* _EXERCISE DESCRIPTION_:
Narrow the data below down to the lines containing "Deserialize".

[DATA FOR ANALYSIS — start]

//! Risk classification for planned schema changes.
//!
//! Rules are evaluated in a fixed order and may only raise the level, never
//! lower it. Blocks make the result unsafe regardless of anything else.

use chrono::{DateTime, Datelike, Local, Timelike, Weekday};
use serde::{Deserialize, Serialize};
use utoipa::ToSchema;

use crate::record::{DdlType, Environment};

/// Schemas that must never be targeted.
const SYSTEM_SCHEMAS: &[&str] = &["mysql", "information_schema", "performance_schema", "sys"];

/// Keywords that block an execution outright.
const DANGEROUS_KEYWORDS: &[&str] = &["TRUNCATE", "DROP TABLE", "DROP DATABASE"];

#[derive(
    PartialEq, Eq, PartialOrd, Ord, Debug, Clone, Copy, Deserialize, Serialize, ToSchema, Hash,
)]
#[serde(rename_all = "snake_case")]
pub enum RiskLevel {
    Low,
    Medium,
    High,
    Critical,
}

impl RiskLevel {
    /// One step up, saturating at critical.
    fn raised(self) -> Self {
        match self {
            RiskLevel::Low => RiskLevel::Medium,
            RiskLevel::Medium => RiskLevel::High,
            RiskLevel::High | RiskLevel::Critical => RiskLevel::Critical,
        }
    }

    pub fn as_str(&self) -> &'static str {
        match self {
            RiskLevel::Low => "low",
            RiskLevel::Medium => "medium",
            RiskLevel::High => "high",
            RiskLevel::Critical => "critical",
        }
    }
}

impl std::fmt::Display for RiskLevel {
    fn fmt(&self, f: &mut std::fmt::Formatter<'_>) -> std::fmt::Result {
        f.write_str(self.as_str())
    }
}

/// The outcome of classifying one planned execution.
#[derive(PartialEq, Debug, Clone, Deserialize, Serialize, ToSchema)]
pub struct RiskAssessment {
    pub is_safe: bool,
    pub level: RiskLevel,
    pub warnings: Vec<String>,
    /// Reasons the execution is refused outright
    pub blocks: Vec<String>,
    pub suggestions: Vec<String>,
    pub required_approvals: u32,
}

/// Everything the classifier looks at. Callers supply the clock and the
/// operator's recent activity so classification stays deterministic.
#[derive(Debug, Clone)]
pub struct RiskContext<'a> {
    pub environment: Environment,
    pub ddl_type: DdlType,
    /// Raw ALTER clause (empty for rebuilds)
    pub ddl_text: &'a str,
    pub database_name: &'a str,
    pub table_name: &'a str,
    pub ticket_id: Option<&'a str>,
    pub now: DateTime<Local>,
    pub executions_last_hour: u64,
    pub failures_last_hour: u64,
}

/// Scores planned executions against a configured set of important tables.
#[derive(Debug, Clone, Default)]
pub struct RiskClassifier {
    important_tables: Vec<String>,
}

impl RiskClassifier {
    pub fn new(important_tables: Vec<String>) -> Self {
        Self { important_tables }
    }

    pub fn classify(&self, ctx: &RiskContext<'_>) -> RiskAssessment {
        let mut level = RiskLevel::Low;
        let mut warnings: Vec<String> = Vec::new();
        let mut blocks: Vec<String> = Vec::new();
        let mut suggestions: Vec<String> = Vec::new();
        let mut required_approvals: u32 = 0;

        // 1. Environment
        match ctx.environment {
            Environment::Prod => {
                level = level.max(RiskLevel::High);
                warnings.push("production environment operation, risk is high".to_string());
                suggestions.push("verify the change on a test environment first".to_string());
                required_approvals = required_approvals.max(2);
            }
            Environment::Test => {
                level = level.max(RiskLevel::Medium);
                warnings.push("test environment operation, proceed with care".to_string());
            }
            Environment::Dev => {
                suggestions
                    .push("development environment operation is comparatively safe".to_string());
            }
        }

        // 2. DDL type
        let upper = ctx.ddl_text.to_uppercase();
        match ctx.ddl_type {
            DdlType::DropColumn => {
                level = level.max(RiskLevel::High);
                warnings
                    .push("dropping a column is irreversible, back up the data first".to_string());
            }
            DdlType::DropIndex => {
                level = level.max(RiskLevel::Medium);
                warnings.push("dropping an index can degrade query performance".to_string());
                suggestions
                    .push("confirm no important query depends on this index".to_string());
            }
            DdlType::ModifyColumn => {
                if upper.contains("NOT NULL") {
                    level = level.max(RiskLevel::Medium);
                    warnings.push(
                        "changing a column to NOT NULL can fail on existing NULL rows".to_string(),
                    );
                }
                if upper.contains("DROP DEFAULT") {
                    warnings.push("dropping the default can affect new inserts".to_string());
                }
            }
            DdlType::AddColumn => {
                if upper.contains("NOT NULL") && !upper.contains("DEFAULT") {
                    warnings.push(
                        "adding a NOT NULL column without a default can fail on existing rows"
                            .to_string(),
                    );
                }
            }
            DdlType::Fragment => {
                warnings.push(
                    "a table rebuild holds locks during the swap, run it off-peak".to_string(),
                );
                suggestions
                    .push("check the table size and estimate the run time first".to_string());
            }
            _ => {}
        }

        // 3. Keyword scan
        for keyword in DANGEROUS_KEYWORDS {
            if upper.contains(keyword) {
                level = RiskLevel::Critical;
                blocks.push(format!("extremely dangerous operation detected: {keyword}"));
            }
        }

        // 4. Target schema
        if SYSTEM_SCHEMAS
            .iter()
            .any(|schema| ctx.database_name.eq_ignore_ascii_case(schema))
        {
            level = RiskLevel::Critical;
            blocks.push("system databases must not be modified".to_string());
        } else if self
            .important_tables
            .iter()
            .any(|table| ctx.table_name.eq_ignore_ascii_case(table))
        {
            level = level.max(RiskLevel::High);
            warnings.push("this is a critical business table, proceed with care".to_string());
            required_approvals += 1;
        }

        // 5. Time window
        let hour = ctx.now.hour();
        if (9..=18).contains(&hour) {
            warnings.push("business hours right now, prefer an off-peak window".to_string());
        }
        if matches!(ctx.now.weekday(), Weekday::Sat | Weekday::Sun) {
            suggestions.push("weekend execution is comparatively safe".to_string());
        }

        // 6. Operator frequency
        if ctx.executions_last_hour > 10 {
            warnings
                .push("more than 10 executions in the past hour, slow down".to_string());
        }
        if ctx.failures_last_hour > 3 {
            warnings.push(
                "several failed executions in the past hour, review before retrying".to_string(),
            );
        }

        // 7. Ticket gate
        if ctx.environment == Environment::Prod && level == RiskLevel::High {
            match ctx.ticket_id {
                Some(ticket) if !ticket.is_empty() => {
                    suggestions.push(
                        "ticket attached, make sure it has been approved".to_string(),
                    );
                }
                _ => {
                    blocks.push(
                        "high risk production changes require a ticket id".to_string(),
                    );
                }
            }
        }

        // Final adjustment
        if !blocks.is_empty() {
            level = RiskLevel::Critical;
        } else if warnings.len() > 3 {
            level = level.raised();
        }

        required_approvals = match level {
            RiskLevel::Critical => required_approvals.max(3),
            RiskLevel::High => required_approvals.max(2),
            RiskLevel::Medium => required_approvals.max(1),
            RiskLevel::Low => required_approvals,
        };

        RiskAssessment {
            is_safe: blocks.is_empty() && level != RiskLevel::Critical,
            level,
            warnings,
            blocks,
            suggestions,
            required_approvals,
        }
    }
}

#[cfg(test)]
mod tests {
    use super::*;
    use chrono::TimeZone;

    /// A Wednesday evening, outside business hours.
    fn off_peak() -> DateTime<Local> {
        Local.with_ymd_and_hms(2025, 3, 5, 21, 0, 0).unwrap()
    }

    fn ctx<'a>(environment: Environment, ddl_type: DdlType, ddl_text: &'a str) -> RiskContext<'a> {
        RiskContext {
            environment,
            ddl_type,
            ddl_text,
            database_name: "app",
            table_name: "orders",
            ticket_id: None,
            now: off_peak(),
            executions_last_hour: 0,
            failures_last_hour: 0,
        }
    }

    #[test]
    fn dev_index_addition_is_low_risk() {
        let classifier = RiskClassifier::default();
        let result = classifier.classify(&ctx(
            Environment::Dev,
            DdlType::AddIndex,
            "ADD INDEX idx_a (a)",
        ));
        assert!(result.is_safe);
        assert_eq!(result.level, RiskLevel::Low);
        assert_eq!(result.required_approvals, 0);
        assert!(result.blocks.is_empty());
    }

    #[test]
    fn production_raises_to_high_with_two_approvals() {
        let classifier = RiskClassifier::default();
        let result = classifier.classify(&ctx(
            Environment::Prod,
            DdlType::AddColumn,
            "ADD COLUMN note VARCHAR(64) DEFAULT ''",
        ));
        assert_eq!(result.level, RiskLevel::Critical); // high + no ticket
        assert!(!result.is_safe);
        assert!(result
            .blocks
            .iter()
            .any(|block| block.contains("ticket")));
        assert_eq!(result.required_approvals, 3);
    }

    #[test]
    fn production_with_ticket_stays_high() {
        let classifier = RiskClassifier::default();
        let mut context = ctx(
            Environment::Prod,
            DdlType::AddColumn,
            "ADD COLUMN note VARCHAR(64) DEFAULT ''",
        );
        context.ticket_id = Some("CHG-1234");
        let result = classifier.classify(&context);
        assert!(result.is_safe);
        assert_eq!(result.level, RiskLevel::High);
        assert_eq!(result.required_approvals, 2);
    }

    #[test]
    fn dangerous_keywords_block_outright() {
        let classifier = RiskClassifier::default();
        let result = classifier.classify(&ctx(
            Environment::Dev,
            DdlType::Other,
            "ADD COLUMN x INT, TRUNCATE",
        ));
        assert!(!result.is_safe);
        assert_eq!(result.level, RiskLevel::Critical);
        assert!(result.blocks[0].contains("TRUNCATE"));
        assert_eq!(result.required_approvals, 3);
    }

    #[test]
    fn system_schemas_are_blocked() {
        let classifier = RiskClassifier::default();
        let mut context = ctx(Environment::Dev, DdlType::AddIndex, "ADD INDEX idx_a (a)");
        context.database_name = "mysql";
        let result = classifier.classify(&context);
        assert!(!result.is_safe);
        assert_eq!(result.level, RiskLevel::Critical);
    }

    #[test]
    fn important_tables_raise_the_level_and_approvals() {
        let classifier = RiskClassifier::new(vec!["orders".to_string()]);
        let result = classifier.classify(&ctx(
            Environment::Test,
            DdlType::AddIndex,
            "ADD INDEX idx_a (a)",
        ));
        assert_eq!(result.level, RiskLevel::High);
        assert!(result.is_safe);
        assert_eq!(result.required_approvals, 2);
    }

    #[test]
    fn many_warnings_raise_the_level_one_step() {
        let classifier = RiskClassifier::default();
        let mut context = ctx(
            Environment::Test,
            DdlType::ModifyColumn,
            "MODIFY COLUMN a INT NOT NULL",
        );
        // Business hours and a busy operator stack two more warnings on top.
        context.now = Local.with_ymd_and_hms(2025, 3, 5, 10, 0, 0).unwrap();
        context.executions_last_hour = 11;
        let result = classifier.classify(&context);
        assert!(result.warnings.len() > 3);
        assert_eq!(result.level, RiskLevel::High);
    }

    #[test]
    fn weekends_only_add_a_suggestion() {
        let classifier = RiskClassifier::default();
        let mut context = ctx(Environment::Dev, DdlType::AddIndex, "ADD INDEX idx_a (a)");
        context.now = Local.with_ymd_and_hms(2025, 3, 8, 21, 0, 0).unwrap();
        let result = classifier.classify(&context);
        assert!(result
            .suggestions
            .iter()
            .any(|suggestion| suggestion.contains("weekend")));
        assert_eq!(result.level, RiskLevel::Low);
    }
}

[DATA FOR ANALYSIS — finish]

* _FINISHED TASK_:
use serde::{Deserialize, Serialize};
    PartialEq, Eq, PartialOrd, Ord, Debug, Clone, Copy, Deserialize, Serialize, ToSchema, Hash,
#[derive(PartialEq, Debug, Clone, Deserialize, Serialize, ToSchema)]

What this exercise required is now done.